2.2. Isolation and Purification of Lanostane Triterpenoid Compounds (1–6)

P. cocos dried sclerotium (10 kg) was extracted three times by refluxing with 75% ethanol for 3 h. The concentrated extract was chromatographed on silica gel (70–230 mesh) using increasingly polar mixtures of CH₂Cl₂–MeOH (CH₂Cl₂: MeOH, 97:3; CH₂Cl₂: MeOH, 96:4; CH₂Cl₂: MeOH, 90:10; and MeOH only). According to the analytical thin-layer chromatography (TLC), four fractions (Fr.1~Fr.4) were collected for further separation. Fr.1~Fr.3 were subjected to HPLC preparation on a Waters XBridge RP-18 column (250 mm × 19 mm, 5 μm, Milford, MA, USA) using 85% methanol as the mobile phase system.

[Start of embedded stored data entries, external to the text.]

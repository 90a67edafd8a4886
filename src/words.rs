use std::collections::HashMap;
use std::fmt;
use std::fs::File;
use std::io::{BufReader, Read};
use std::path::Path;

use log::{info, warn};
use rand::seq::SliceRandom;
use rand::Rng;

#[derive(Debug, Clone, Copy, PartialEq, Eq, Hash, serde::Serialize, serde::Deserialize)]
pub enum WordCategory {
    Animal,
    Plant,
    Object,
    Food,
}

#[derive(Debug, Clone, Copy, PartialEq, Eq)]
pub enum Language {
    English,
    Vietnamese,
}

/// Asset references for one word. Any of them may be missing.
#[derive(Debug, Clone, Default, PartialEq, serde::Serialize, serde::Deserialize)]
#[serde(default)]
pub struct WordMedia {
    pub model: Option<String>,
    pub icon: Option<String>,
    pub pronounce_audio: Option<String>,
    pub sfx_audio: Option<String>,
}

#[derive(Debug, Clone, PartialEq, serde::Serialize, serde::Deserialize)]
#[serde(default)]
pub struct AnimationNames {
    pub walk: String,
    pub attack: String,
}

impl Default for AnimationNames {
    fn default() -> Self {
        Self {
            walk: "Walk".to_string(),
            attack: "Attack".to_string(),
        }
    }
}

#[derive(Debug, Clone, PartialEq, serde::Serialize, serde::Deserialize)]
pub struct WordEntry {
    pub id: String,
    pub category: WordCategory,
    pub english_name: String,
    pub vietnamese_name: String,
    #[serde(default)]
    pub pronunciation: String,
    #[serde(default)]
    pub description: String,
    #[serde(default)]
    pub vietnamese_description: String,
    #[serde(default)]
    pub media: WordMedia,
    #[serde(default)]
    pub animations: AnimationNames,
}

impl WordEntry {
    pub fn new(
        id: impl Into<String>,
        category: WordCategory,
        english_name: impl Into<String>,
        vietnamese_name: impl Into<String>,
    ) -> Self {
        Self {
            id: id.into(),
            category,
            english_name: english_name.into(),
            vietnamese_name: vietnamese_name.into(),
            pronunciation: String::new(),
            description: String::new(),
            vietnamese_description: String::new(),
            media: WordMedia::default(),
            animations: AnimationNames::default(),
        }
    }

    // Only animals ship with a rigged model.
    pub fn has_animations(&self) -> bool {
        self.category == WordCategory::Animal
    }

    pub fn name(&self, language: Language) -> &str {
        match language {
            Language::English => &self.english_name,
            Language::Vietnamese => &self.vietnamese_name,
        }
    }

    pub fn description(&self, language: Language) -> &str {
        match language {
            Language::English => &self.description,
            Language::Vietnamese => &self.vietnamese_description,
        }
    }
}

#[derive(Debug)]
pub enum DatabaseError {
    Io(std::io::Error),
    Parse(serde_json::Error),
    DuplicateId(String),
}

impl fmt::Display for DatabaseError {
    fn fmt(&self, f: &mut fmt::Formatter<'_>) -> fmt::Result {
        match self {
            DatabaseError::Io(err) => write!(f, "failed to read word database: {}", err),
            DatabaseError::Parse(err) => write!(f, "failed to parse word database: {}", err),
            DatabaseError::DuplicateId(id) => write!(f, "duplicate word id '{}'", id),
        }
    }
}

impl std::error::Error for DatabaseError {
    fn source(&self) -> Option<&(dyn std::error::Error + 'static)> {
        match self {
            DatabaseError::Io(err) => Some(err),
            DatabaseError::Parse(err) => Some(err),
            DatabaseError::DuplicateId(_) => None,
        }
    }
}

impl From<std::io::Error> for DatabaseError {
    fn from(err: std::io::Error) -> Self {
        DatabaseError::Io(err)
    }
}

impl From<serde_json::Error> for DatabaseError {
    fn from(err: serde_json::Error) -> Self {
        DatabaseError::Parse(err)
    }
}

/// Read-only vocabulary, keyed by word id. Ids are unique.
#[derive(Debug, Clone, Default)]
pub struct WordDatabase {
    words: Vec<WordEntry>,
    by_id: HashMap<String, usize>,
}

impl WordDatabase {
    pub fn new(words: Vec<WordEntry>) -> Result<Self, DatabaseError> {
        let mut by_id = HashMap::with_capacity(words.len());
        for (i, word) in words.iter().enumerate() {
            if by_id.insert(word.id.clone(), i).is_some() {
                warn!("Word id '{}' appears more than once", word.id);
                return Err(DatabaseError::DuplicateId(word.id.clone()));
            }
        }
        Ok(Self { words, by_id })
    }

    pub fn from_reader(reader: impl Read) -> Result<Self, DatabaseError> {
        let words: Vec<WordEntry> = serde_json::from_reader(reader)?;
        Self::new(words)
    }

    pub fn load(path: impl AsRef<Path>) -> Result<Self, DatabaseError> {
        let path = path.as_ref();
        let database = Self::from_reader(BufReader::new(File::open(path)?))?;
        info!("Loaded {} words from {}", database.len(), path.display());
        Ok(database)
    }

    pub fn get(&self, id: &str) -> Option<&WordEntry> {
        self.by_id.get(id).map(|&i| &self.words[i])
    }

    pub fn all(&self) -> &[WordEntry] {
        &self.words
    }

    /// Case-insensitive substring match on the English or Vietnamese name.
    /// An empty query returns every word.
    pub fn search(&self, text: &str) -> Vec<&WordEntry> {
        let needle = text.trim().to_lowercase();
        if needle.is_empty() {
            return self.words.iter().collect();
        }
        self.words
            .iter()
            .filter(|w| {
                w.english_name.to_lowercase().contains(&needle)
                    || w.vietnamese_name.to_lowercase().contains(&needle)
            })
            .collect()
    }

    /// Up to `count` distinct words in random order.
    pub fn random_words<R: Rng + ?Sized>(&self, count: usize, rng: &mut R) -> Vec<&WordEntry> {
        self.words.choose_multiple(rng, count).collect()
    }

    pub fn len(&self) -> usize {
        self.words.len()
    }

    pub fn is_empty(&self) -> bool {
        self.words.is_empty()
    }
}

#[cfg(test)]
mod tests {
    use super::*;
    use rand::rngs::StdRng;
    use rand::SeedableRng;
    use std::collections::HashSet;

    fn farm() -> WordDatabase {
        WordDatabase::new(vec![
            WordEntry::new("animal_cow", WordCategory::Animal, "Cow", "Con bò"),
            WordEntry::new("animal_dog", WordCategory::Animal, "Dog", "Con chó"),
            WordEntry::new("plant_rose", WordCategory::Plant, "Rose", "Hoa hồng"),
            WordEntry::new("food_apple", WordCategory::Food, "Apple", "Quả táo"),
        ])
        .unwrap()
    }

    #[test]
    fn lookup_by_id() {
        let db = farm();
        assert_eq!(db.get("animal_dog").map(|w| w.english_name.as_str()), Some("Dog"));
        assert!(db.get("animal_lion").is_none());
    }

    #[test]
    fn duplicate_ids_are_rejected() {
        let err = WordDatabase::new(vec![
            WordEntry::new("animal_cow", WordCategory::Animal, "Cow", "Con bò"),
            WordEntry::new("animal_cow", WordCategory::Animal, "Calf", "Con bê"),
        ])
        .unwrap_err();
        assert!(matches!(err, DatabaseError::DuplicateId(id) if id == "animal_cow"));
    }

    #[test]
    fn search_matches_either_language() {
        let db = farm();
        let ids = |found: Vec<&WordEntry>| found.iter().map(|w| w.id.clone()).collect::<Vec<_>>();

        assert_eq!(ids(db.search("DO")), vec!["animal_dog"]);
        assert_eq!(ids(db.search("hoa")), vec!["plant_rose"]);
        assert_eq!(ids(db.search("con")), vec!["animal_cow", "animal_dog"]);
        assert_eq!(db.search("  ").len(), 4);
        assert!(db.search("zebra").is_empty());
    }

    #[test]
    fn only_animals_animate() {
        let db = farm();
        assert!(db.get("animal_cow").unwrap().has_animations());
        assert!(!db.get("food_apple").unwrap().has_animations());
    }

    #[test]
    fn random_words_are_distinct_and_clamped() {
        let db = farm();
        let mut rng = StdRng::seed_from_u64(7);
        let picked = db.random_words(10, &mut rng);
        assert_eq!(picked.len(), 4);
        let unique: HashSet<_> = picked.iter().map(|w| &w.id).collect();
        assert_eq!(unique.len(), 4);
    }

    #[test]
    fn parses_json_with_defaults() {
        let json = r#"[
            {"id": "animal_cat", "category": "Animal", "english_name": "Cat", "vietnamese_name": "Con mèo",
             "pronunciation": "/kæt/", "media": {"icon": "icons/cat.png"}}
        ]"#;
        let db = WordDatabase::from_reader(json.as_bytes()).unwrap();
        let cat = db.get("animal_cat").unwrap();

        assert_eq!(cat.pronunciation, "/kæt/");
        assert_eq!(cat.media.icon.as_deref(), Some("icons/cat.png"));
        assert_eq!(cat.media.pronounce_audio, None);
        assert_eq!(cat.animations.walk, "Walk");
        assert_eq!(cat.name(Language::Vietnamese), "Con mèo");
    }
}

The flow rate was 18 mL/min and six major peaks of interest were selectively collected. The fractions containing the targeted compounds were further condensed to dryness and produced pachymic acid (1) (106 mg), dehydropachymic acid (2) (53 mg), tumulosic acid (3) (120 mg), dehydrotumulosic acid (4) (68 mg), polyporenic acid C (5) (16 mg), and 3-epi-dehydrotumulosic acid (6) (12 mg). Their structures were elucidated using Nuclear Magnetic Resonance (NMR) spectroscopy (Table S1) and electrospray ionization mass (ESI-MS) analyses (Figures S2, S4, S6, S8, S10 and S12) and by comparison with the literature data [35] (Figure 2).